Jak sama mówi, kiedy wiele lat temu zaczynała pracę z seniorami i na rzecz seniorów, osoby starsze były traktowane jako zło konieczne. Przeszły na emeryturę, więc przestały być produktywne, a co za tym idzie, nie są już potrzebne.

– Niezrozumiały jest dla mnie fakt, że osoby, które mają ogromną wiedzę, doświadczenie i umiejętności z powodu swojego wieku są odstawiane na boczny tor. A przecież mogą pracować dalej lub służyć swoją pomocą innym – stwierdza i dodaje: – Od tamtego czasu trochę się w tej kwestii zmieniło, ale niestety jest jeszcze wiele do zrobienia. Choćby kwestia opieki zdrowotnej.

 

– Starość jest rzeczą naturalną, choć przebiega różnie. To jednak nie oznacza, że można ją schować i udawać, że jej nie ma. Ja się na to nie zgadzam i jestem protestem! Uważam, że starość ma w sobie wiele uroku. Sama pokazuję, że w tym wieku mogę być jeszcze aktywna i że mimo wieku można jeszcze wiele pięknych rzeczy robić – mówi DJ Wika. – Kiedy zaczęłam grać, było nas – kobiet niewiele. Dziś jest inaczej. Byłam na festiwalu, gdzie występowało 15 DJ-ek, głównie młodych, i ja wśród nich. To sprawia ogromną radość.

 

„Starość jest piękna”

 

DJ Wika miksuje muzykę tylko ze zbieranych od wielu lat płyt. Ma wszystko – i przeboje z lat jej młodości, i współczesne kawałki. Jest rock, italo disco czy disco polo. Kiedy gra, przy jej kawałkach bawią się i starzy, i młodzi.

– Mam w swojej kolekcji płyt coś dla każdego – stwierdza. – Miksuję muzykę nie własną, ale gotowe przeboje. Najważniejszy dla mnie jest klimat podczas imprez i to, że ludzie dobrze się bawią.

 

Jak sama mówi, nie staje w konkury z innymi DJ-ami, nie ściga się z młodymi.

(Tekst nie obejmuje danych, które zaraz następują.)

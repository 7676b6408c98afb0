pub mod app;
pub mod auth;
pub mod cli;
pub mod config;
pub mod database;
pub mod error;
pub mod filter;
pub mod handlers;
pub mod middleware;
pub mod models;
pub mod services;
pub mod state;

#[cfg(test)]
pub mod testing;
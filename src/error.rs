// HTTP API Error Types
use std::collections::BTreeMap;

use axum::{http::StatusCode, response::IntoResponse, Json};
use serde_json::{json, Value};

use crate::database::DatabaseError;
use crate::filter::FilterError;
use crate::models::validation::{field_messages, ValidationErrors};
use crate::services::ServiceError;

const GENERIC_FAILURE: &str = "Erreur lors du traitement de la requête";

/// HTTP API error with appropriate status codes and client-friendly messages
#[derive(Debug)]
pub enum ApiError {
    // 400 Bad Request
    BadRequest(String),
    ValidationError {
        message: String,
        field_errors: Option<BTreeMap<String, String>>,
    },
    InvalidJson(String),

    // 401 Unauthorized
    Unauthorized(String),

    // 403 Forbidden
    Forbidden(String),

    // 404 Not Found
    NotFound(String),

    // 500 Internal Server Error
    InternalServerError(String),
}

impl ApiError {
    /// Get HTTP status code
    pub fn status_code(&self) -> u16 {
        match self {
            ApiError::BadRequest(_) => 400,
            ApiError::ValidationError { .. } => 400,
            ApiError::InvalidJson(_) => 400,
            ApiError::Unauthorized(_) => 401,
            ApiError::Forbidden(_) => 403,
            ApiError::NotFound(_) => 404,
            ApiError::InternalServerError(_) => 500,
        }
    }

    /// Get client-safe error message
    pub fn message(&self) -> &str {
        match self {
            ApiError::BadRequest(msg) => msg,
            ApiError::ValidationError { message, .. } => message,
            ApiError::InvalidJson(msg) => msg,
            ApiError::Unauthorized(msg) => msg,
            ApiError::Forbidden(msg) => msg,
            ApiError::NotFound(msg) => msg,
            ApiError::InternalServerError(msg) => msg,
        }
    }

    /// `{"error": message, "code": CODE}` plus the per-field `errors` map
    /// for validation failures.
    pub fn to_json(&self) -> Value {
        let mut response = json!({
            "error": self.message(),
            "code": self.error_code()
        });

        if let ApiError::ValidationError {
            field_errors: Some(field_errors),
            ..
        } = self
        {
            response["errors"] = json!(field_errors);
        }

        response
    }

    /// Get error code for client handling
    pub fn error_code(&self) -> &'static str {
        match self {
            ApiError::BadRequest(_) => "BAD_REQUEST",
            ApiError::ValidationError { .. } => "VALIDATION_ERROR",
            ApiError::InvalidJson(_) => "INVALID_JSON",
            ApiError::Unauthorized(_) => "UNAUTHORIZED",
            ApiError::Forbidden(_) => "FORBIDDEN",
            ApiError::NotFound(_) => "NOT_FOUND",
            ApiError::InternalServerError(_) => "INTERNAL_SERVER_ERROR",
        }
    }
}

impl ApiError {
    pub fn bad_request(message: impl Into<String>) -> Self {
        ApiError::BadRequest(message.into())
    }

    pub fn validation_error(message: impl Into<String>, field_errors: Option<BTreeMap<String, String>>) -> Self {
        ApiError::ValidationError {
            message: message.into(),
            field_errors,
        }
    }

    pub fn invalid_json(message: impl Into<String>) -> Self {
        ApiError::InvalidJson(message.into())
    }

    pub fn unauthorized(message: impl Into<String>) -> Self {
        ApiError::Unauthorized(message.into())
    }

    pub fn forbidden(message: impl Into<String>) -> Self {
        ApiError::Forbidden(message.into())
    }

    pub fn not_found(message: impl Into<String>) -> Self {
        ApiError::NotFound(message.into())
    }

    pub fn internal_server_error(message: impl Into<String>) -> Self {
        ApiError::InternalServerError(message.into())
    }
}

impl From<ValidationErrors> for ApiError {
    fn from(errors: ValidationErrors) -> Self {
        ApiError::validation_error("Données invalides", Some(field_messages(&errors)))
    }
}

impl From<FilterError> for ApiError {
    fn from(err: FilterError) -> Self {
        ApiError::bad_request(err.to_string())
    }
}

impl From<DatabaseError> for ApiError {
    fn from(err: DatabaseError) -> Self {
        match err {
            DatabaseError::Duplicate(field) => match field.as_str() {
                "code" => ApiError::bad_request("Ce code produit est déjà utilisé"),
                "courriel" => ApiError::bad_request("Ce courriel est déjà utilisé"),
                _ => ApiError::bad_request(format!("Valeur déjà utilisée: {}", field)),
            },
            other => {
                // Log the real error but return a generic message
                tracing::error!("Database error: {}", other);
                ApiError::bad_request(GENERIC_FAILURE)
            }
        }
    }
}

impl From<ServiceError> for ApiError {
    fn from(err: ServiceError) -> Self {
        match err {
            ServiceError::NotFound(message) => ApiError::not_found(message),
            ServiceError::Validation(errors) => errors.into(),
            ServiceError::Database(db) => db.into(),
            ServiceError::Token(e) => {
                tracing::error!("Token error: {}", e);
                ApiError::internal_server_error(GENERIC_FAILURE)
            }
            ServiceError::PasswordHash(e) => {
                tracing::error!("Password hashing error: {}", e);
                ApiError::internal_server_error(GENERIC_FAILURE)
            }
        }
    }
}

impl std::fmt::Display for ApiError {
    fn fmt(&self, f: &mut std::fmt::Formatter<'_>) -> std::fmt::Result {
        write!(f, "{}", self.message())
    }
}

impl std::error::Error for ApiError {}

impl IntoResponse for ApiError {
    fn into_response(self) -> axum::response::Response {
        let status = StatusCode::from_u16(self.status_code()).unwrap_or(StatusCode::INTERNAL_SERVER_ERROR);
        (status, Json(self.to_json())).into_response()
    }
}
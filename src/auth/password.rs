use argon2::{
    password_hash::{rand_core::OsRng, PasswordHash, PasswordHasher, PasswordVerifier, SaltString},
    Argon2,
};
use thiserror::Error;

#[derive(Debug, Error)]
pub enum PasswordError {
    #[error("Password hashing failed: {0}")]
    Hash(String),

    #[error("Invalid stored password hash: {0}")]
    InvalidHash(String),
}

/// Argon2id PHC string for `password` with a fresh random salt.
pub fn hash_password(password: &str) -> Result<String, PasswordError> {
    let salt = SaltString::generate(&mut OsRng);
    Argon2::default()
        .hash_password(password.as_bytes(), &salt)
        .map(|hash| hash.to_string())
        .map_err(|e| PasswordError::Hash(e.to_string()))
}

/// `Ok(false)` on a wrong password; `Err` only when the stored hash
/// cannot be parsed or verification itself breaks.
pub fn verify_password(stored_hash: &str, password: &str) -> Result<bool, PasswordError> {
    let parsed = PasswordHash::new(stored_hash).map_err(|e| PasswordError::InvalidHash(e.to_string()))?;

    match Argon2::default().verify_password(password.as_bytes(), &parsed) {
        Ok(()) => Ok(true),
        Err(argon2::password_hash::Error::Password) => Ok(false),
        Err(e) => Err(PasswordError::Hash(e.to_string())),
    }
}

#[cfg(test)]
mod tests {
    use super::*;

    #[test]
    fn hash_verifies_only_the_original_password() {
        let hash = hash_password("Secret123!").unwrap();
        assert!(hash.starts_with("$argon2"));
        assert!(verify_password(&hash, "Secret123!").unwrap());
        assert!(!verify_password(&hash, "secret123!").unwrap());
    }

    #[test]
    fn same_password_gets_distinct_salts() {
        assert_ne!(hash_password("Secret123!").unwrap(), hash_password("Secret123!").unwrap());
    }

    #[test]
    fn plaintext_stored_value_is_an_invalid_hash() {
        assert!(matches!(
            verify_password("Secret123!", "Secret123!"),
            Err(PasswordError::InvalidHash(_))
        ));
    }
}
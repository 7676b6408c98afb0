pub mod auth;
pub mod produits;
pub mod utilisateurs;

use crate::cli::client::ApiClient;
use crate::cli::config;

/// Client for the resolved server, carrying the saved token.
pub(crate) fn session_client(server: Option<&str>) -> anyhow::Result<ApiClient> {
    let session = config::load_session()?;
    Ok(ApiClient::new(session.server_url(server), session.token.clone())?)
}
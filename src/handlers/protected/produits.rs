// handlers/protected/produits.rs - /api/produits/* handlers

use axum::{
    extract::{rejection::JsonRejection, Path, Query, State},
    Extension, Json,
};
use serde_json::Value;
use tracing::info;

use crate::filter::{ProductFilter, ProductFilterQuery};
use crate::handlers::utils::{extract_record, parse_id};
use crate::middleware::{ApiResponse, ApiResult, AuthUser};
use crate::models::product::{self, Product, ProductInput};
use crate::models::validation::{field_error, ValidationErrors};
use crate::state::AppState;

const PRODUIT_REQUIS: &str = "Produit requis";

/// GET /api/produits/all
pub async fn get_all(State(state): State<AppState>) -> ApiResult<Vec<Product>> {
    let produits = state.products.get_all().await?;
    Ok(ApiResponse::success("produits", produits))
}

/// GET /api/produits/:id - an unknown id answers 200 `{"produit": null}`
pub async fn get_one(State(state): State<AppState>, Path(id): Path<String>) -> ApiResult<Option<Product>> {
    let id = parse_id(&id)?;
    let produit = state.products.get_one(id).await?;
    Ok(ApiResponse::success("produit", produit))
}

/// POST /api/produits/add - 201, empty body
pub async fn add(
    State(state): State<AppState>,
    Extension(user): Extension<AuthUser>,
    body: Result<Json<Value>, JsonRejection>,
) -> ApiResult<()> {
    let input: ProductInput = extract_record(body, "produit", PRODUIT_REQUIS)?;
    let draft = product::validate(input)?;

    let produit = state.products.add(draft).await?;
    info!(by = %user.courriel, "POST produit {}", produit.code);
    Ok(ApiResponse::created())
}

/// PUT /api/produits/update - the target id comes from the record itself
pub async fn update(
    State(state): State<AppState>,
    Extension(user): Extension<AuthUser>,
    body: Result<Json<Value>, JsonRejection>,
) -> ApiResult<()> {
    let input: ProductInput = extract_record(body, "produit", PRODUIT_REQUIS)?;
    let Some(id) = input.id else {
        let mut errors = ValidationErrors::new();
        errors.add("id", field_error("required", "L'identifiant du produit est requis."));
        return Err(errors.into());
    };
    let draft = product::validate(input)?;

    state.products.update(id, draft).await?;
    info!(by = %user.courriel, "PUT produit {}", id);
    Ok(ApiResponse::ok())
}

/// DELETE /api/produits/delete/:id
pub async fn delete(
    State(state): State<AppState>,
    Extension(user): Extension<AuthUser>,
    Path(id): Path<String>,
) -> ApiResult<()> {
    let id = parse_id(&id)?;
    state.products.delete(id).await?;
    info!(by = %user.courriel, "DELETE produit {}", id);
    Ok(ApiResponse::ok())
}

/// GET /api/produits/filtres?categorie=..&actif=..&quantite=..
pub async fn get_with_filters(
    State(state): State<AppState>,
    Query(query): Query<ProductFilterQuery>,
) -> ApiResult<Vec<Product>> {
    let filter = ProductFilter::try_from(query)?;
    let produits = state.products.get_with_filters(&filter).await?;
    Ok(ApiResponse::success("produits", produits))
}
use async_trait::async_trait;
use uuid::Uuid;

use crate::database::manager::DatabaseError;
use crate::filter::ProductFilter;
use crate::models::{Product, User};

/// Storage for the `produits` collection.
///
/// `update` and `delete` fail with [`DatabaseError::NotFound`] when no
/// record carries the given id. Unique-code collisions surface as
/// [`DatabaseError::Duplicate`].
#[async_trait]
pub trait ProductRepository: Send + Sync {
    async fn get_one(&self, id: Uuid) -> Result<Option<Product>, DatabaseError>;

    async fn get_all(&self) -> Result<Vec<Product>, DatabaseError>;

    async fn add(&self, product: &Product) -> Result<(), DatabaseError>;

    async fn update(&self, product: &Product) -> Result<(), DatabaseError>;

    async fn delete(&self, id: Uuid) -> Result<(), DatabaseError>;

    async fn get_with_filters(&self, filter: &ProductFilter) -> Result<Vec<Product>, DatabaseError>;
}

/// Storage for the `utilisateurs` collection. Emails are unique.
#[async_trait]
pub trait UserRepository: Send + Sync {
    async fn get_one(&self, id: Uuid) -> Result<Option<User>, DatabaseError>;

    async fn get_all(&self) -> Result<Vec<User>, DatabaseError>;

    async fn add(&self, user: &User) -> Result<(), DatabaseError>;

    async fn update(&self, user: &User) -> Result<(), DatabaseError>;

    async fn delete(&self, id: Uuid) -> Result<(), DatabaseError>;
}
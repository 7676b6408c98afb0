use chrono::{TimeZone, Utc};
use jsonwebtoken::{decode, DecodingKey, Validation};
use serde_json::json;

use crate::auth::Claims;
use crate::cli::client::ApiClient;
use crate::cli::config;
use crate::cli::utils::{output_error, output_success, output_value, prompt};
use crate::cli::OutputFormat;

pub async fn login(
    server: Option<String>,
    courriel: String,
    password: Option<String>,
    output_format: OutputFormat,
) -> anyhow::Result<()> {
    let mut session = config::load_session()?;
    let server_url = session.server_url(server.as_deref());

    let password = match password {
        Some(p) => p,
        None => prompt("Mot de passe: ")?,
    };

    let client = ApiClient::new(server_url.clone(), None)?;
    let token = client.generate_token(&courriel, &password).await?;
    if token.is_empty() {
        output_error(&output_format, "Courriel ou mot de passe incorrect")?;
        anyhow::bail!("login failed");
    }

    session.login(server_url.clone(), courriel.clone(), token);
    config::save_session(&session)?;

    output_success(
        &output_format,
        &format!("Connecté en tant que {}", courriel),
        Some(json!({ "server": server_url, "courriel": courriel })),
    )
}

pub fn logout(output_format: OutputFormat) -> anyhow::Result<()> {
    let mut session = config::load_session()?;
    session.logout();
    config::save_session(&session)?;
    output_success(&output_format, "Déconnecté", None)
}

pub async fn status(server: Option<String>, output_format: OutputFormat) -> anyhow::Result<()> {
    let session = config::load_session()?;
    let server_url = session.server_url(server.as_deref());
    let client = ApiClient::new(server_url.clone(), None)?;

    let health = client.health().await.ok();
    let expires_at = session.token.as_deref().and_then(token_expiry);

    let value = json!({
        "server": server_url,
        "reachable": health.is_some(),
        "storage": health.as_ref().and_then(|h| h.get("storage")).cloned(),
        "courriel": session.courriel,
        "logged_in": session.token.is_some(),
        "expires_at": expires_at,
    });

    output_value(&output_format, &value, || {
        let reachable = if health.is_some() { "joignable" } else { "injoignable" };
        let who = match (&session.courriel, expires_at) {
            (Some(c), Some(exp)) if exp > Utc::now().timestamp() => match Utc.timestamp_opt(exp, 0).single() {
                Some(at) => format!("connecté en tant que {} (expire {})", c, at.format("%Y-%m-%d %H:%M UTC")),
                None => format!("connecté en tant que {}", c),
            },
            (Some(c), Some(_)) => format!("session expirée pour {}", c),
            _ => "non connecté".to_string(),
        };
        format!("Serveur {} ({})\nSession: {}", server_url, reachable, who)
    })
}

/// Reads `exp` from a token without checking its signature; the secret
/// lives on the server.
fn token_expiry(token: &str) -> Option<i64> {
    let mut validation = Validation::default();
    validation.insecure_disable_signature_validation();
    validation.validate_exp = false;

    decode::<Claims>(token, &DecodingKey::from_secret(&[]), &validation)
        .ok()
        .map(|data| data.claims.exp)
}

#[cfg(test)]
mod tests {
    use super::*;
    use crate::auth::generate_jwt;

    #[test]
    fn expiry_is_read_without_the_secret() {
        let claims = Claims::new("jean@example.com", 2);
        let token = generate_jwt(&claims, "server-side-secret").unwrap();
        assert_eq!(token_expiry(&token), Some(claims.exp));
        assert_eq!(token_expiry("garbage"), None);
    }
}
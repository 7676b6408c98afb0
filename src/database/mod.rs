pub mod manager;
pub mod memory;
pub mod postgres;
pub mod repository;

pub use manager::{DatabaseError, DatabaseManager};
pub use repository::{ProductRepository, UserRepository};
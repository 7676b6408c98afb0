use chrono::{Duration, Utc};
use jsonwebtoken::{decode, encode, DecodingKey, EncodingKey, Header, Validation};
use serde::{Deserialize, Serialize};
use thiserror::Error;

pub mod password;

pub use password::{hash_password, verify_password, PasswordError};

/// Longest accepted token lifetime (one year).
pub const MAX_EXPIRY_HOURS: u64 = 24 * 365;

/// Token payload: the user's email plus issue and expiry timestamps.
#[derive(Debug, Clone, PartialEq, Serialize, Deserialize)]
pub struct Claims {
    pub sub: String,
    pub iat: i64,
    pub exp: i64,
}

impl Claims {
    /// Lifetimes above `MAX_EXPIRY_HOURS` are clamped.
    pub fn new(sub: impl Into<String>, expiry_hours: u64) -> Self {
        let now = Utc::now();
        let hours = expiry_hours.min(MAX_EXPIRY_HOURS) as i64;
        let exp = (now + Duration::hours(hours)).timestamp();

        Self {
            sub: sub.into(),
            iat: now.timestamp(),
            exp,
        }
    }
}

#[derive(Debug, Error)]
pub enum TokenError {
    #[error("JWT secret not configured")]
    InvalidSecret,

    #[error("JWT generation error: {0}")]
    Generation(String),

    #[error("Invalid JWT token: {0}")]
    Invalid(String),
}

/// Signs `claims` with HS256.
pub fn generate_jwt(claims: &Claims, secret: &str) -> Result<String, TokenError> {
    if secret.is_empty() {
        return Err(TokenError::InvalidSecret);
    }

    let encoding_key = EncodingKey::from_secret(secret.as_bytes());
    encode(&Header::default(), claims, &encoding_key).map_err(|e| TokenError::Generation(e.to_string()))
}

/// Checks signature and expiry, returning the decoded claims.
pub fn validate_jwt(token: &str, secret: &str) -> Result<Claims, TokenError> {
    if secret.is_empty() {
        return Err(TokenError::InvalidSecret);
    }

    let decoding_key = DecodingKey::from_secret(secret.as_bytes());
    let token_data = decode::<Claims>(token, &decoding_key, &Validation::default())
        .map_err(|e| TokenError::Invalid(e.to_string()))?;

    Ok(token_data.claims)
}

–  Gram już 25 lat. I w tym, co robię, nie o konkurencję chodzi. Nie mam potrzeby ścigania się z innymi. Nie mam korektora, kontrolera i sprzętu za tysiące złotych. Gram z płyt, które kolekcjonuję. Oczywiście, mogłabym nagrywać płyty i brylować w muzycznym świecie. Mój kalendarz jest wypełniony. Występowałam w Paryżu, w Moskwie, w Budapeszcie. Mój przekaz jest inny. Od początku chciałam zawalczyć́ o godne przemijanie i godną starość  – mówi DJ Wika.

 

Wirginia promuje szacunek do przemijania.

– Chcę, aby młodzi ludzie, patrząc na mnie, przestali bać się starości. To element życia każdego z nas. Nie chcę, aby kojarzyli ją tylko z tą smutną starością, którą często obserwujemy dookoła nas. Tym, co robię, pokazuję, że w każdym wieku można pracować, być aktywnym. Wystarczy tylko chcieć! – stwierdza.

 

DJ Wika stara się zachęcić innych seniorów do wyjścia z domów, do ludzi.

– Nie można zamykać się w sobie, rozpamiętywać przeszłości, bo ta nie wróci  – stwierdza i dodaje: – Na zewnątrz jest życie, z którego, mimo wieku, nadal można czerpać garściami. Trzeba się tylko rozejrzeć dookoła, poszukać, a na pewno każdy znajdzie coś dla siebie.